TASK GOAL:
Return every line of the data exactly as it stands.

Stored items
☆ ☆ ☆ ☆ ☆
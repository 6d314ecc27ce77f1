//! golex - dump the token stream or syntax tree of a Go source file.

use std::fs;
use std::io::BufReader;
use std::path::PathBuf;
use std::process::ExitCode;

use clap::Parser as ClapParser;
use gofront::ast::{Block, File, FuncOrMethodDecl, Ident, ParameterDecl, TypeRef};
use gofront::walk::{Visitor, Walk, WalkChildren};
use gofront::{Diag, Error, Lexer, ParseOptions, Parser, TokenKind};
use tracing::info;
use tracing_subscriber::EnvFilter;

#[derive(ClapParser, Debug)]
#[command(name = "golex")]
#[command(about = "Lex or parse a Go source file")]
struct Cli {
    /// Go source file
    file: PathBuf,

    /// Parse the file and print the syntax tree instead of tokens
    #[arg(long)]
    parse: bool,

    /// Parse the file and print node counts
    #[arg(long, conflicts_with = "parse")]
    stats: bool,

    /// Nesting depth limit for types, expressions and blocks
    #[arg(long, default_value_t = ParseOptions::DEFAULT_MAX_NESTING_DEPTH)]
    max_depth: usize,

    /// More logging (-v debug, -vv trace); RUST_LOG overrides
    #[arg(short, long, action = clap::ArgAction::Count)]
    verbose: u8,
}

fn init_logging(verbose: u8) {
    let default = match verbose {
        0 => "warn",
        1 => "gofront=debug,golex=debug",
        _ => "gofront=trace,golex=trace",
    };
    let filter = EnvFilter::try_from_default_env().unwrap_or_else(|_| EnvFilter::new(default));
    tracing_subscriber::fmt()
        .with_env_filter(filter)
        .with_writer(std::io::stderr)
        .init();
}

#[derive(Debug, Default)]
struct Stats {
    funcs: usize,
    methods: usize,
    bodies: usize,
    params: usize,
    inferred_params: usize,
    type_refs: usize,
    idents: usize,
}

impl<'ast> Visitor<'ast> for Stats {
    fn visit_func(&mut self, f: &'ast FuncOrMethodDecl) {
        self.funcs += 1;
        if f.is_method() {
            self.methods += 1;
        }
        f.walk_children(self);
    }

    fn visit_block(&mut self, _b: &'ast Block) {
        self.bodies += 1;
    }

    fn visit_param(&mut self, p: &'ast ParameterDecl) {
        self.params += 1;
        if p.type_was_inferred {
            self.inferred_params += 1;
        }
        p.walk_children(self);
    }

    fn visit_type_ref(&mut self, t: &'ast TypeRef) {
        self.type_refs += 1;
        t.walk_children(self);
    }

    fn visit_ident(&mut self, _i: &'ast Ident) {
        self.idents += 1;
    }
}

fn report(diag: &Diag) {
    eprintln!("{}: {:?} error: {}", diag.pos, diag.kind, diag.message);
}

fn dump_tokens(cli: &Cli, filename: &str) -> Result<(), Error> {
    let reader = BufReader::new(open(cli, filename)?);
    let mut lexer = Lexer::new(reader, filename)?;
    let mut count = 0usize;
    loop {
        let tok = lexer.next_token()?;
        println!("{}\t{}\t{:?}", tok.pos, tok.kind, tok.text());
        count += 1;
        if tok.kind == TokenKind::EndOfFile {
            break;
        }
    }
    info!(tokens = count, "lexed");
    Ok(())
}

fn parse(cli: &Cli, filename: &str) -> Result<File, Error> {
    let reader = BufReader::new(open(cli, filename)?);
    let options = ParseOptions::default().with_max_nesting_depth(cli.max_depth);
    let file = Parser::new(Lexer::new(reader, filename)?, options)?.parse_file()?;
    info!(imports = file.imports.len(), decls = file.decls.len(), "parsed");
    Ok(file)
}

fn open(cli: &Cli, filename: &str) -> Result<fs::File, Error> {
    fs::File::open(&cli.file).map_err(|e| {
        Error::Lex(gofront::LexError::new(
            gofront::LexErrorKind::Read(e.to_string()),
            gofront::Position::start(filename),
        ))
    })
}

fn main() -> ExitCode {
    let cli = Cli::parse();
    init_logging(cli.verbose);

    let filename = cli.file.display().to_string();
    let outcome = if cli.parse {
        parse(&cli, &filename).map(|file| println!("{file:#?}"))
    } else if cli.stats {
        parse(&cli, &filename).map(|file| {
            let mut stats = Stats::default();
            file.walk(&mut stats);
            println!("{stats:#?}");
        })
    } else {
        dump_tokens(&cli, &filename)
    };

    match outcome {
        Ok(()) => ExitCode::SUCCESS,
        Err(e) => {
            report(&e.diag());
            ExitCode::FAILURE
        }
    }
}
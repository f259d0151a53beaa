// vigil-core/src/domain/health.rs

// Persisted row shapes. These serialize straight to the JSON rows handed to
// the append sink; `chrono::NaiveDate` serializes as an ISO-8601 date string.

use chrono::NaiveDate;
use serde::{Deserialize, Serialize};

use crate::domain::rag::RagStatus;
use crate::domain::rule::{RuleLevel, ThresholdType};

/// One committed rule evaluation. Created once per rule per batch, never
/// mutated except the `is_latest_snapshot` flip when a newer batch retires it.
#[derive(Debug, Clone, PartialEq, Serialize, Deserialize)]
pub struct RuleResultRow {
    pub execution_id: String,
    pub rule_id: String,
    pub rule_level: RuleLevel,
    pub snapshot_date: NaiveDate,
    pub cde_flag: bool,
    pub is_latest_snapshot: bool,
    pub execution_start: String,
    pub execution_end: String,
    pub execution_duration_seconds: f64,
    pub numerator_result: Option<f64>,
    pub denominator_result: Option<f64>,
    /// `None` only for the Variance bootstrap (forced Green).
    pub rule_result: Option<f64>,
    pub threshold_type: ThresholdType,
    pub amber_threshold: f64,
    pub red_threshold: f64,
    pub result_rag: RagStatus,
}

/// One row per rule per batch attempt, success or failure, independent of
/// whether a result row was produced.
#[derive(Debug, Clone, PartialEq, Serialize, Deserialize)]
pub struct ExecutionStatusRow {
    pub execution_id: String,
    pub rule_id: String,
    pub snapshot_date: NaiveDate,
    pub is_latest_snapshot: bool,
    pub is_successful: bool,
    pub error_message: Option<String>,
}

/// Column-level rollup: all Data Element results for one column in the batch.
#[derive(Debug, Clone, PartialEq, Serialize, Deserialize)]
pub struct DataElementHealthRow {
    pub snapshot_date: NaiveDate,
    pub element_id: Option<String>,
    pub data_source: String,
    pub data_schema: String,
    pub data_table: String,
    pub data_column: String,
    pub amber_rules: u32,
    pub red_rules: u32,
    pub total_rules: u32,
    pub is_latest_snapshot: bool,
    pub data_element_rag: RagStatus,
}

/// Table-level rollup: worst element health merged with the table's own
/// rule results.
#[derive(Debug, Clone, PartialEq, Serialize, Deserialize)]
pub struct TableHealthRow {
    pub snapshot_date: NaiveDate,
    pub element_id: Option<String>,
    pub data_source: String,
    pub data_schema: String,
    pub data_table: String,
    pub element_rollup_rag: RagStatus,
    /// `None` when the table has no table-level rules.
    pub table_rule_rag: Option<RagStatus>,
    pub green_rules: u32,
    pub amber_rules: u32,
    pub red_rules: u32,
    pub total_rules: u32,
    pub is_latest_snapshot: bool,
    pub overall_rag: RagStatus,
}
☆ ☆ ☆ ☆ ☆
WRITTEN ANSWER:
repository 6d314ecc27ce77f1
//! golex - dump the token stream or syntax tree of a Go source file.

use std::fs;
use std::io::BufReader;
use std::path::PathBuf;
use std::process::ExitCode;

use clap::Parser as ClapParser;
use gofront::ast::{Block, File, FuncOrMethodDecl, Ident, ParameterDecl, TypeRef};
use gofront::walk::{Visitor, Walk, WalkChildren};
use gofront::{Diag, Error, Lexer, ParseOptions, Parser, TokenKind};
use tracing::info;
use tracing_subscriber::EnvFilter;

#[derive(ClapParser, Debug)]
#[command(name = "golex")]
#[command(about = "Lex or parse a Go source file")]
struct Cli {
    /// Go source file
    file: PathBuf,

    /// Parse the file and print the syntax tree instead of tokens
    #[arg(long)]
    parse: bool,

    /// Parse the file and print node counts
    #[arg(long, conflicts_with = "parse")]
    stats: bool,

    /// Nesting depth limit for types, expressions and blocks
    #[arg(long, default_value_t = ParseOptions::DEFAULT_MAX_NESTING_DEPTH)]
    max_depth: usize,

    /// More logging (-v debug, -vv trace); RUST_LOG overrides
    #[arg(short, long, action = clap::ArgAction::Count)]
    verbose: u8,
}

fn init_logging(verbose: u8) {
    let default = match verbose {
        0 => "warn",
        1 => "gofront=debug,golex=debug",
        _ => "gofront=trace,golex=trace",
    };
    let filter = EnvFilter::try_from_default_env().unwrap_or_else(|_| EnvFilter::new(default));
    tracing_subscriber::fmt()
        .with_env_filter(filter)
        .with_writer(std::io::stderr)
        .init();
}

#[derive(Debug, Default)]
struct Stats {
    funcs: usize,
    methods: usize,
    bodies: usize,
    params: usize,
    inferred_params: usize,
    type_refs: usize,
    idents: usize,
}

impl<'ast> Visitor<'ast> for Stats {
    fn visit_func(&mut self, f: &'ast FuncOrMethodDecl) {
        self.funcs += 1;
        if f.is_method() {
            self.methods += 1;
        }
        f.walk_children(self);
    }

    fn visit_block(&mut self, _b: &'ast Block) {
        self.bodies += 1;
    }

    fn visit_param(&mut self, p: &'ast ParameterDecl) {
        self.params += 1;
        if p.type_was_inferred {
            self.inferred_params += 1;
        }
        p.walk_children(self);
    }

    fn visit_type_ref(&mut self, t: &'ast TypeRef) {
        self.type_refs += 1;
        t.walk_children(self);
    }

    fn visit_ident(&mut self, _i: &'ast Ident) {
        self.idents += 1;
    }
}

fn report(diag: &Diag) {
    eprintln!("{}: {:?} error: {}", diag.pos, diag.kind, diag.message);
}

fn dump_tokens(cli: &Cli, filename: &str) -> Result<(), Error> {
    let reader = BufReader::new(open(cli, filename)?);
    let mut lexer = Lexer::new(reader, filename)?;
    let mut count = 0usize;
    loop {
        let tok = lexer.next_token()?;
        println!("{}\t{}\t{:?}", tok.pos, tok.kind, tok.text());
        count += 1;
        if tok.kind == TokenKind::EndOfFile {
            break;
        }
    }
    info!(tokens = count, "lexed");
    Ok(())
}

fn parse(cli: &Cli, filename: &str) -> Result<File, Error> {
    let reader = BufReader::new(open(cli, filename)?);
    let options = ParseOptions::default().with_max_nesting_depth(cli.max_depth);
    let file = Parser::new(Lexer::new(reader, filename)?, options)?.parse_file()?;
    info!(imports = file.imports.len(), decls = file.decls.len(), "parsed");
    Ok(file)
}

fn open(cli: &Cli, filename: &str) -> Result<fs::File, Error> {
    fs::File::open(&cli.file).map_err(|e| {
        Error::Lex(gofront::LexError::new(
            gofront::LexErrorKind::Read(e.to_string()),
            gofront::Position::start(filename),
        ))
    })
}

fn main() -> ExitCode {
    let cli = Cli::parse();
    init_logging(cli.verbose);

    let filename = cli.file.display().to_string();
    let outcome = if cli.parse {
        parse(&cli, &filename).map(|file| println!("{file:#?}"))
    } else if cli.stats {
        parse(&cli, &filename).map(|file| {
            let mut stats = Stats::default();
            file.walk(&mut stats);
            println!("{stats:#?}");
        })
    } else {
        dump_tokens(&cli, &filename)
    };

    match outcome {
        Ok(()) => ExitCode::SUCCESS,
        Err(e) => {
            report(&e.diag());
            ExitCode::FAILURE
        }
    }
}
repository f259d0151a53beaa
// vigil-core/src/domain/health.rs

// Persisted row shapes. These serialize straight to the JSON rows handed to
// the append sink; `chrono::NaiveDate` serializes as an ISO-8601 date string.

use chrono::NaiveDate;
use serde::{Deserialize, Serialize};

use crate::domain::rag::RagStatus;
use crate::domain::rule::{RuleLevel, ThresholdType};

/// One committed rule evaluation. Created once per rule per batch, never
/// mutated except the `is_latest_snapshot` flip when a newer batch retires it.
#[derive(Debug, Clone, PartialEq, Serialize, Deserialize)]
pub struct RuleResultRow {
    pub execution_id: String,
    pub rule_id: String,
    pub rule_level: RuleLevel,
    pub snapshot_date: NaiveDate,
    pub cde_flag: bool,
    pub is_latest_snapshot: bool,
    pub execution_start: String,
    pub execution_end: String,
    pub execution_duration_seconds: f64,
    pub numerator_result: Option<f64>,
    pub denominator_result: Option<f64>,
    /// `None` only for the Variance bootstrap (forced Green).
    pub rule_result: Option<f64>,
    pub threshold_type: ThresholdType,
    pub amber_threshold: f64,
    pub red_threshold: f64,
    pub result_rag: RagStatus,
}

/// One row per rule per batch attempt, success or failure, independent of
/// whether a result row was produced.
#[derive(Debug, Clone, PartialEq, Serialize, Deserialize)]
pub struct ExecutionStatusRow {
    pub execution_id: String,
    pub rule_id: String,
    pub snapshot_date: NaiveDate,
    pub is_latest_snapshot: bool,
    pub is_successful: bool,
    pub error_message: Option<String>,
}

/// Column-level rollup: all Data Element results for one column in the batch.
#[derive(Debug, Clone, PartialEq, Serialize, Deserialize)]
pub struct DataElementHealthRow {
    pub snapshot_date: NaiveDate,
    pub element_id: Option<String>,
    pub data_source: String,
    pub data_schema: String,
    pub data_table: String,
    pub data_column: String,
    pub amber_rules: u32,
    pub red_rules: u32,
    pub total_rules: u32,
    pub is_latest_snapshot: bool,
    pub data_element_rag: RagStatus,
}

/// Table-level rollup: worst element health merged with the table's own
/// rule results.
#[derive(Debug, Clone, PartialEq, Serialize, Deserialize)]
pub struct TableHealthRow {
    pub snapshot_date: NaiveDate,
    pub element_id: Option<String>,
    pub data_source: String,
    pub data_schema: String,
    pub data_table: String,
    pub element_rollup_rag: RagStatus,
    /// `None` when the table has no table-level rules.
    pub table_rule_rag: Option<RagStatus>,
    pub green_rules: u32,
    pub amber_rules: u32,
    pub red_rules: u32,
    pub total_rules: u32,
    pub is_latest_snapshot: bool,
    pub overall_rag: RagStatus,
}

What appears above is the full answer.